Korea’s Artificial Sun Just Shattered a Fusion Record

interior of the vacuum vessel of tokamak
Korea’s Artificial Sun Shattered a Fusion Recordxia yuan - Getty Images
  • One of the hardest things in magnetic confinement fusion is containing plasma long enough to induce a fusion reaction.

  • The Korea Superconducting Tokamak Advanced Research (KSTAR) reactor successfully contained plasma for 48 second—18 seconds longer than its original record.

  • This improvement in containment comes from improved materials (such as a new tungsten invertor), as well as optimization models that helped avoid common plasma instabilities.

As the world eagerly awaits the International Thermonuclear Experimental Reactor (ITER)—the most ambitious nuclear project in human history—to achieve first plasma in late 2025, lots of tokamaks around the world are breaking fusion records like never before.

And one of those stars-in-a-bottle is the Korea Superconducting Tokamak Advanced Research (KSTAR) reactor in Daejeon, South Korea. In September of 2022, the KSTAR team wow’d the world when they successfully contained 100 degrees Celsius plasma (which is seven times hotter than the sun) for 30 seconds—not enough to generate the bootstrapping fusion needed to create energy, but an impressive feat nonetheless. But between now and then, the KSTAR reactor received a major upgrade by getting its carbon divertor switched out for a tungsten one. Thanks to this improvement, along with additional advancements in heating and controlling the plasma, KSTAR just broke its old record by a full 18 seconds.

“Despite being the first experiment run in the environment of the new tungsten divertors, thorough hardware testing and campaign preparation enabled us to achieve results surpassing those of previous KSTAR records in a short period,” Center Si-Woo Yoon, director of KSTAR Research, said in a press statement. “To achieve the ultimate goal of KSTAR operation, we plan to sequentially enhance the performance of heating and current drive devices and also secure the core technologies required for long-pulse high performance plasma operations.”

Divertors are incredibly important components in tokamaks—they’re a lot like a nuclear exhaust port that removes heat and helium ash from plasma. Because the divertor faces the ultra-hot plasma directly, it’s vital that it can withstand the heat flux of such a torturously hot environment. The previous carbon-based divertor worked well due to its high melting point, but tungsten’s larger atomic mass and high melting point means it’s much less likely for plasma particles to get stuck to its surface.

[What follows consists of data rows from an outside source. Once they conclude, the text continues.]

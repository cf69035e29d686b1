//! Prefetch and retention policy

/// Fetch priority around `current_page`: the page itself, then forward
/// neighbours, then backward ones, clipped to the document.
pub fn preload_order(current_page: u32, preload_range: u32, page_count: u32) -> Vec<u32> {
    if page_count == 0 || current_page == 0 || current_page > page_count {
        return Vec::new();
    }

    let forward = (1..=preload_range)
        .filter_map(|offset| current_page.checked_add(offset))
        .take_while(|&page| page <= page_count);
    let backward = (1..=preload_range)
        .filter_map(|offset| current_page.checked_sub(offset))
        .take_while(|&page| page >= 1);

    std::iter::once(current_page)
        .chain(forward)
        .chain(backward)
        .collect()
}

/// True when `page` is far enough from `current_page` to be pruned
pub fn is_distant(page: u32, current_page: u32, retain_distance: u32) -> bool {
    page.abs_diff(current_page) > retain_distance
}

#[cfg(test)]
mod tests {
    use super::*;

    #[test]
    fn test_forward_before_backward() {
        assert_eq!(preload_order(10, 2, 20), vec![10, 11, 12, 9, 8]);
    }

    #[test]
    fn test_clipped_at_edges() {
        assert_eq!(preload_order(1, 2, 20), vec![1, 2, 3]);
        assert_eq!(preload_order(20, 2, 20), vec![20, 19, 18]);
        assert_eq!(preload_order(2, 3, 3), vec![2, 3, 1]);
        assert_eq!(preload_order(1, 0, 5), vec![1]);
    }

    #[test]
    fn test_out_of_range_current_page() {
        assert!(preload_order(0, 2, 20).is_empty());
        assert!(preload_order(21, 2, 20).is_empty());
        assert!(preload_order(1, 2, 0).is_empty());
    }

    #[test]
    fn test_retention_window() {
        assert!(!is_distant(3, 10, 7));
        assert!(!is_distant(17, 10, 7));
        assert!(is_distant(2, 10, 7));
        assert!(is_distant(18, 10, 7));
    }
}
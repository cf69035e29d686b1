//! Persistent page store
//!
//! Durable, capacity- and freshness-bounded cache for rendered pages. It is
//! independent of any open document handle, so pages survive across reader
//! sessions.
//!
//! # Policies
//!
//! - **Freshness**: a page older than the TTL is treated as absent and is
//!   deleted by the lookup that found it.
//! - **Capacity**: after every write a background task trims the store back
//!   to `max_cache_size`, oldest timestamp first, across all documents.
//!
//! ```text
//! save_page ──► backend.put ──► spawn(enforce_capacity)
//!                                   │
//!                                   ▼
//!                 count > max ? delete oldest (count - max)
//! ```

mod backend;
mod memory;
mod schema;
mod sqlite;
mod types;

pub use backend::{PageBackend, StorageResult};
pub use memory::MemoryBackend;
pub use schema::SCHEMA_VERSION;
pub use sqlite::SqliteBackend;
pub use types::{CachedPage, IndexQuery, PageKey, StoreStats, StoreStatus};

use std::sync::Arc;
use std::time::Duration;

use futures::future::try_join_all;
use parking_lot::RwLock;
use tokio::sync::Mutex;
use tokio::task::JoinSet;

use crate::clock::{Clock, SystemClock};
use crate::config::StoreConfig;
use crate::error::{ReaderError, Result};

/// Shared handle to the page store
///
/// One instance per running application, created at startup and shared by
/// every orchestrator; `document_id` isolates documents from each other.
#[derive(Clone)]
pub struct PageStore {
    inner: Arc<PageStoreInner>,
}

struct PageStoreInner {
    backend: Box<dyn PageBackend>,
    clock: Arc<dyn Clock>,
    max_cache_size: usize,
    ttl: Duration,
    status: RwLock<StoreStatus>,
    /// Serializes `init()` calls
    init_lock: Mutex<()>,
    /// Serializes capacity enforcement so concurrent runs never over-evict
    eviction_lock: Mutex<()>,
    /// Capacity enforcement tasks spawned by writes
    pending: Mutex<JoinSet<()>>,
}

impl PageStore {
    /// Create a store over `backend` using the wall clock
    pub fn new(backend: impl PageBackend + 'static, config: &StoreConfig) -> Self {
        Self::with_clock(backend, config, Arc::new(SystemClock))
    }

    pub fn with_clock(
        backend: impl PageBackend + 'static,
        config: &StoreConfig,
        clock: Arc<dyn Clock>,
    ) -> Self {
        Self {
            inner: Arc::new(PageStoreInner {
                backend: Box::new(backend),
                clock,
                max_cache_size: config.max_cache_size.max(1),
                ttl: config.cache_ttl,
                status: RwLock::new(StoreStatus::Pending),
                init_lock: Mutex::new(()),
                eviction_lock: Mutex::new(()),
                pending: Mutex::new(JoinSet::new()),
            }),
        }
    }

    /// SQLite-backed store at `config.database_url`
    pub fn sqlite(config: &StoreConfig) -> Self {
        Self::new(SqliteBackend::new(config.database_url.clone()), config)
    }

    /// Non-durable store
    pub fn in_memory(config: &StoreConfig) -> Self {
        Self::new(MemoryBackend::new(), config)
    }

    /// Open the underlying storage. Idempotent.
    ///
    /// On failure the store is marked unavailable and callers should treat
    /// every lookup as a miss; a later call retries.
    pub async fn init(&self) -> Result<()> {
        let _guard = self.inner.init_lock.lock().await;

        if self.status() == StoreStatus::Ready {
            return Ok(());
        }

        match self.inner.backend.init().await {
            Ok(()) => {
                *self.inner.status.write() = StoreStatus::Ready;
                tracing::debug!(
                    max_pages = self.inner.max_cache_size,
                    ttl_secs = self.inner.ttl.as_secs(),
                    "Page store ready"
                );
                Ok(())
            }
            Err(e) => {
                *self.inner.status.write() = StoreStatus::Unavailable;
                tracing::warn!(error = %e, "Page store unavailable, caching disabled");
                Err(ReaderError::StorageUnavailable(e.to_string()))
            }
        }
    }

    pub fn status(&self) -> StoreStatus {
        *self.inner.status.read()
    }

    pub fn is_ready(&self) -> bool {
        self.status() == StoreStatus::Ready
    }

    pub fn max_cache_size(&self) -> usize {
        self.inner.max_cache_size
    }

    pub fn ttl(&self) -> Duration {
        self.inner.ttl
    }

    fn ensure_ready(&self) -> Result<()> {
        match self.status() {
            StoreStatus::Ready => Ok(()),
            StoreStatus::Pending => Err(ReaderError::StorageUnavailable(
                "page store not initialized".into(),
            )),
            StoreStatus::Unavailable => Err(ReaderError::StorageUnavailable(
                "page store could not be opened".into(),
            )),
        }
    }

    fn ttl_ms(&self) -> i64 {
        i64::try_from(self.inner.ttl.as_millis()).unwrap_or(i64::MAX)
    }

    /// Upsert a rendered page stamped with the current time
    ///
    /// Capacity enforcement runs in the background afterwards and may delete
    /// other pages.
    pub async fn save_page(
        &self,
        document_id: &str,
        page_number: u32,
        image_data: Vec<u8>,
        width: u32,
        height: u32,
    ) -> Result<()> {
        self.ensure_ready()?;

        let page = CachedPage {
            document_id: document_id.to_string(),
            page_number,
            image_data,
            width,
            height,
            timestamp: self.inner.clock.now_ms(),
        };
        let bytes = page.image_data.len();
        self.inner.backend.put(page).await?;

        tracing::debug!(
            document_id = %document_id,
            page = page_number,
            bytes,
            "Cached page"
        );

        let store = self.clone();
        let mut pending = self.inner.pending.lock().await;
        while pending.try_join_next().is_some() {}
        pending.spawn(async move {
            if let Err(e) = store.enforce_capacity().await {
                tracing::warn!(error = %e, "Capacity enforcement failed");
            }
        });

        Ok(())
    }

    /// Fetch a fresh page; expired entries are deleted and reported as absent
    pub async fn get_page(&self, document_id: &str, page_number: u32) -> Result<Option<CachedPage>> {
        self.ensure_ready()?;

        let key = PageKey::new(document_id, page_number);
        let Some(page) = self.inner.backend.get(&key).await? else {
            return Ok(None);
        };

        let age_ms = page.age_ms(self.inner.clock.now_ms());
        if age_ms < self.ttl_ms() {
            return Ok(Some(page));
        }

        tracing::debug!(
            document_id = %document_id,
            page = page_number,
            age_ms,
            "Cached page expired"
        );
        self.inner.backend.delete(&key).await?;
        Ok(None)
    }

    /// Remove one page. Idempotent.
    pub async fn delete_page(&self, document_id: &str, page_number: u32) -> Result<()> {
        self.ensure_ready()?;
        self.inner
            .backend
            .delete(&PageKey::new(document_id, page_number))
            .await?;
        Ok(())
    }

    /// Remove every page of a document, returning how many were deleted
    pub async fn delete_document(&self, document_id: &str) -> Result<usize> {
        self.ensure_ready()?;

        let keys = self
            .inner
            .backend
            .list_by_index(IndexQuery::Document(document_id))
            .await?;
        let count = keys.len();
        self.delete_keys(&keys).await?;

        tracing::debug!(document_id = %document_id, count, "Removed cached document");
        Ok(count)
    }

    async fn delete_keys(&self, keys: &[PageKey]) -> Result<()> {
        let backend = &self.inner.backend;
        try_join_all(keys.iter().map(|key| backend.delete(key))).await?;
        Ok(())
    }

    /// Total persisted page count
    pub async fn size(&self) -> Result<usize> {
        self.ensure_ready()?;
        Ok(self.inner.backend.count().await?)
    }

    /// Remove all entries
    pub async fn clear(&self) -> Result<()> {
        self.ensure_ready()?;
        self.inner.backend.clear().await?;
        tracing::info!("Page store cleared");
        Ok(())
    }

    /// Trim the store to `max_cache_size`, deleting oldest pages first
    ///
    /// Returns the number of evicted pages. Eviction is global across
    /// documents.
    pub async fn enforce_capacity(&self) -> Result<usize> {
        self.ensure_ready()?;
        let _guard = self.inner.eviction_lock.lock().await;

        let count = self.inner.backend.count().await?;
        if count <= self.inner.max_cache_size {
            return Ok(0);
        }

        let excess = count - self.inner.max_cache_size;
        let victims = self
            .inner
            .backend
            .list_by_index(IndexQuery::OldestFirst { limit: excess })
            .await?;
        self.delete_keys(&victims).await?;

        tracing::debug!(
            evicted = victims.len(),
            max_pages = self.inner.max_cache_size,
            "Evicted oldest cached pages"
        );
        Ok(victims.len())
    }

    /// Delete every expired entry in one pass
    pub async fn purge_expired(&self) -> Result<usize> {
        self.ensure_ready()?;

        let cutoff_ms = self.inner.clock.now_ms().saturating_sub(self.ttl_ms());
        // Entries at exactly the cutoff are already expired (age == ttl)
        let keys = self
            .inner
            .backend
            .list_by_index(IndexQuery::StampedBefore {
                cutoff_ms: cutoff_ms.saturating_add(1),
            })
            .await?;
        self.delete_keys(&keys).await?;

        if !keys.is_empty() {
            tracing::info!(purged = keys.len(), "Purged expired pages");
        }
        Ok(keys.len())
    }

    /// Wait for background capacity enforcement spawned by earlier writes
    pub async fn settle(&self) {
        let mut pending = self.inner.pending.lock().await;
        while let Some(result) = pending.join_next().await {
            if let Err(e) = result {
                tracing::warn!(error = %e, "Capacity enforcement task failed");
            }
        }
    }

    pub async fn stats(&self) -> StoreStats {
        let status = self.status();
        let pages = match status {
            StoreStatus::Ready => self.inner.backend.count().await.unwrap_or(0),
            _ => 0,
        };

        StoreStats {
            status,
            pages,
            max_pages: self.inner.max_cache_size,
            ttl_secs: self.inner.ttl.as_secs(),
        }
    }
}
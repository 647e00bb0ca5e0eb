use crate::session::Role;
use serde::{Deserialize, Serialize};

/// Inline message when the server rejects a login without saying why.
pub const INVALID_CREDENTIALS: &str = "Invalid credentials";

/// Inline message when the server is unreachable and the local fallback
/// accounts do not match either.
pub const FALLBACK_LOGIN_FAILED: &str = "Login failed. Check backend or credentials.";

/// Accounts accepted locally when `/api/login` cannot be reached.
pub const FALLBACK_ACCOUNTS: &[(&str, &str, Role)] = &[
    ("admin", "admin123", Role::Admin),
    ("client", "client123", Role::Client),
];

/// Username/password pair typed into the login form. Never persisted.
#[derive(Debug, Clone, Serialize, Deserialize, PartialEq, Default)]
#[cfg_attr(feature = "openapi", derive(utoipa::ToSchema))]
pub struct LoginRequest {
    pub username: String,
    pub password: String,
}

impl LoginRequest {
    pub fn new(username: impl Into<String>, password: impl Into<String>) -> Self {
        Self {
            username: username.into(),
            password: password.into(),
        }
    }

    /// Match against [`FALLBACK_ACCOUNTS`]. Comparison is exact.
    pub fn fallback_role(&self) -> Option<Role> {
        FALLBACK_ACCOUNTS
            .iter()
            .find(|(user, pass, _)| *user == self.username && *pass == self.password)
            .map(|(_, _, role)| *role)
    }
}

/// Body of `POST /api/login`, returned for both success and rejection.
#[derive(Debug, Clone, Serialize, Deserialize, PartialEq, Default)]
#[cfg_attr(feature = "openapi", derive(utoipa::ToSchema))]
pub struct LoginResponse {
    pub success: bool,
    #[serde(default, skip_serializing_if = "Option::is_none")]
    pub role: Option<String>,
    #[serde(default, skip_serializing_if = "Option::is_none")]
    pub redirect: Option<String>,
    #[serde(default, skip_serializing_if = "Option::is_none")]
    pub message: Option<String>,
}

impl LoginResponse {
    pub fn accepted(role: Role) -> Self {
        Self {
            success: true,
            role: Some(role.as_str().to_string()),
            redirect: Some(role.dashboard_path().to_string()),
            message: None,
        }
    }

    pub fn rejected(message: impl Into<String>) -> Self {
        Self {
            success: false,
            role: None,
            redirect: None,
            message: Some(message.into()),
        }
    }
}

Because of this extra capability, tungsten will also be the material of choice for ITER. This will allow the KSTAR reactor will provide valuable data for both ITER and projects beyond, like the Demonstration Power Plant (DEMO)—ITER’s fusion successor.

“This research is a green light for acquiring core technologies required for the fusion DEMO reactor,” Suk Jae Yoo, Korean Institute of Fusion Energy (KFE) president, said in a press statement. “We will do our best to secure core technologies essential for the operation of ITER and the construction of future DEMO reactors.”

Of course, 48 seconds is only the beginning of KSTAR’s ambitions. Earlier this year, the research center set a goal of reaching sustained plasma containment for 300 seconds (10 times its original record) by 2026. That goal will likely be achieved with material advancements (such as the tungsten invertor), but also through error-field optimization models that improve stability both in the center and at the edges of plasma. KSTAR’s partner, the Princeton Plasma Physics Laboratory, successfully controlled for “tearing mode” instabilities in the DIII-D experimental fusion reactor in San Diego last month—a technique that appears to have proved successful in the KSTAR reactor as well.

For decades, fusion has been the technology of the future, but laboratories like KSTAR and eventually ITER are starting to show that the future is now.